Merge pull request #4 from wking/master
[apachelog.git] / apachelog / test / test_parser.py
diff --git a/apachelog/test/test_parser.py b/apachelog/test/test_parser.py
new file mode 100644 (file)
index 0000000..8dc1f47
--- /dev/null
@@ -0,0 +1,283 @@
+import unittest
+
+from ..parser import ApacheLogParserError, FORMATS, Parser
+
+
+class TestApacheLogParser(unittest.TestCase):
+
+    def setUp(self):
+        self.format = r'%h %l %u %t \"%r\" %>s '\
+                      r'%b \"%{Referer}i\" \"%{User-Agent}i\"'
+        self.fields = '%h %l %u %t %r %>s %b %{Referer}i '\
+                      '%{User-Agent}i'.split(' ')
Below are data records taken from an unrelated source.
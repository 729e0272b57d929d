use argon2::{
    Algorithm, Argon2, Params, Version,
    password_hash::{PasswordHash, PasswordHasher, PasswordVerifier, SaltString, rand_core::OsRng},
};
use base64::Engine;
use base64::engine::general_purpose::URL_SAFE_NO_PAD;
use rand::RngCore;
use sha2::{Digest, Sha256};

use crate::error::{Error, Result};

const ARGON2_MEMORY: u32 = 64 * 1024; // 64MB
const ARGON2_ITERATIONS: u32 = 1;
const ARGON2_PARALLELISM: u32 = 4;
const ARGON2_OUTPUT_LEN: usize = 32;

const SECRET_BYTES: usize = 32;

pub const API_KEY_PREFIX: &str = "brth_";
pub const API_KEY_DISPLAY_LEN: usize = 13;
pub const ACCESS_TOKEN_PREFIX: &str = "brs_";
pub const REFRESH_TOKEN_PREFIX: &str = "brr_";
pub const WEBHOOK_KEY_PREFIX: &str = "wh_";
const WEBHOOK_DISPLAY_LEN: usize = 11;
const WEBHOOK_BCRYPT_COST: u32 = bcrypt::DEFAULT_COST;

/// Which kind of bearer credential a raw string is.
#[derive(Debug, Clone, Copy, PartialEq, Eq)]
pub enum CredentialKind {
    Session,
    ApiKey,
}

/// A freshly generated credential. `plaintext` is shown to the caller once.
#[derive(Debug, Clone)]
pub struct GeneratedKey {
    pub plaintext: String,
    pub prefix: String,
    pub hash: String,
}

/// Slow salted hashing for passwords.
pub struct SecretHasher {
    argon2: Argon2<'static>,
}

impl Default for SecretHasher {
    fn default() -> Self {
        Self::new()
    }
}

impl SecretHasher {
    #[must_use]
    pub fn new() -> Self {
        let params = Params::new(
            ARGON2_MEMORY,
            ARGON2_ITERATIONS,
            ARGON2_PARALLELISM,
            Some(ARGON2_OUTPUT_LEN),
        )
        .unwrap_or_default();

        Self {
            argon2: Argon2::new(Algorithm::Argon2id, Version::V0x13, params),
        }
    }

    /// Hashes a secret into a PHC string.
    pub fn hash(&self, secret: &str) -> Result<String> {
        let salt = SaltString::generate(&mut OsRng);
        let hash = self
            .argon2
            .hash_password(secret.as_bytes(), &salt)
            .map_err(|e| Error::Crypto(format!("failed to hash secret: {e}")))?;
        Ok(hash.to_string())
    }

    /// Verifies a secret against a stored PHC string in constant time.
    pub fn verify(&self, secret: &str, hash: &str) -> Result<bool> {
        let parsed_hash = PasswordHash::new(hash)
            .map_err(|e| Error::Crypto(format!("invalid hash format: {e}")))?;

        match self.argon2.verify_password(secret.as_bytes(), &parsed_hash) {
            Ok(()) => Ok(true),
            Err(argon2::password_hash::Error::Password) => Ok(false),
            Err(e) => Err(Error::Crypto(format!("failed to verify secret: {e}"))),
        }
    }
}

fn random_bytes() -> [u8; SECRET_BYTES] {
    let mut bytes = [0u8; SECRET_BYTES];
    rand::thread_rng().fill_bytes(&mut bytes);
    bytes
}

fn random_token(prefix: &str) -> String {
    format!("{prefix}{}", URL_SAFE_NO_PAD.encode(random_bytes()))
}

/// SHA-256 hex digest, used for credentials looked up by hash.
#[must_use]
pub fn sha256_hex(value: &str) -> String {
    hex::encode(Sha256::digest(value.as_bytes()))
}

/// Generates an API key: `brth_` followed by 43 URL-safe base64 characters.
#[must_use]
pub fn generate_api_key() -> GeneratedKey {
    let plaintext = random_token(API_KEY_PREFIX);
    GeneratedKey {
        prefix: plaintext[..API_KEY_DISPLAY_LEN].to_string(),
        hash: sha256_hex(&plaintext),
        plaintext,
    }
}

/// Generates an access/refresh token pair for a new session.
#[must_use]
pub fn generate_session_tokens() -> (String, String) {
    (
        random_token(ACCESS_TOKEN_PREFIX),
        random_token(REFRESH_TOKEN_PREFIX),
    )
}

/// Generates a webhook key: `wh_` followed by 64 hex characters, stored as
/// a bcrypt hash.
pub fn generate_webhook_key() -> Result<GeneratedKey> {
    let plaintext = format!("{WEBHOOK_KEY_PREFIX}{}", hex::encode(random_bytes()));
    let hash = bcrypt::hash(&plaintext, WEBHOOK_BCRYPT_COST)
        .map_err(|e| Error::Crypto(format!("failed to hash webhook key: {e}")))?;
    Ok(GeneratedKey {
        prefix: plaintext[..WEBHOOK_DISPLAY_LEN].to_string(),
        plaintext,
        hash,
    })
}

/// Checks a presented webhook key against its stored bcrypt hash.
pub fn verify_webhook_key(key: &str, hash: &str) -> Result<bool> {
    bcrypt::verify(key, hash).map_err(|e| Error::Crypto(format!("failed to verify webhook key: {e}")))
}

/// Classifies a bearer credential by its prefix.
pub fn credential_kind(raw: &str) -> Result<CredentialKind> {
    if raw.starts_with(API_KEY_PREFIX) {
        Ok(CredentialKind::ApiKey)
    } else if raw.starts_with(ACCESS_TOKEN_PREFIX) {
        Ok(CredentialKind::Session)
    } else {
        Err(Error::InvalidTokenFormat)
    }
}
+        self.pattern = '^(\\S*) (\\S*) (\\S*) (\\[[^\\]]+\\]) '\
+                       '\\\"([^"\\\\]*(?:\\\\.[^"\\\\]*)*)\\\" '\
+                       '(\\S*) (\\S*) \\\"([^"\\\\]*(?:\\\\.[^"\\\\]*)*)\\\" '\
+                       '\\\"([^"\\\\]*(?:\\\\.[^"\\\\]*)*)\\\"$'
+        self.line1  = r'212.74.15.68 - - [23/Jan/2004:11:36:20 +0000] '\
+                      r'"GET /images/previous.png HTTP/1.1" 200 2607 '\
+                      r'"http://peterhi.dyndns.org/bandwidth/index.html" '\
+                      r'"Mozilla/5.0 (X11; U; Linux i686; en-US; rv:1.2) '\
+                      r'Gecko/20021202"'
+        self.line2  = r'212.74.15.68 - - [23/Jan/2004:11:36:20 +0000] '\
+                      r'"GET /images/previous.png=\" HTTP/1.1" 200 2607 '\
+                      r'"http://peterhi.dyndns.org/bandwidth/index.html" '\
+                      r'"Mozilla/5.0 (X11; U; Linux i686; en-US; rv:1.2) '\
+                      r'Gecko/20021202"'
+        self.line3  = r'4.224.234.46 - - [20/Jul/2004:13:18:55 -0700] '\
+                      r'"GET /core/listing/pl_boat_detail.jsp?&units=Feet&checked'\
+                      r'_boats=1176818&slim=broker&&hosturl=giffordmarine&&ywo='\
+                      r'giffordmarine& HTTP/1.1" 200 2888 "http://search.yahoo.com/'\
+                      r'bin/search?p=\"grady%20white%20306%20bimini\"" '\
+                      r'"\"Mozilla/4.0 (compatible; MSIE 6.0; Windows 98; '\
+                      r'YPC 3.0.3; yplus 4.0.00d)\""'
+#                          r'"Mozilla/4.0 (compatible; MSIE 6.0; Windows 98; '\
+#                          r'YPC 3.0.3; yplus 4.0.00d)"'
+        self.p = Parser(self.format)
+
+    def testpattern(self):
+        self.assertEqual(self.pattern, self.p.pattern())
+
+    def testnames(self):
+        self.assertEqual(self.fields, self.p.names())
+
+    def testline1(self):
+        data = self.p.parse(self.line1)
+        self.assertEqual(data['%h'], '212.74.15.68', msg = 'Line 1 %h')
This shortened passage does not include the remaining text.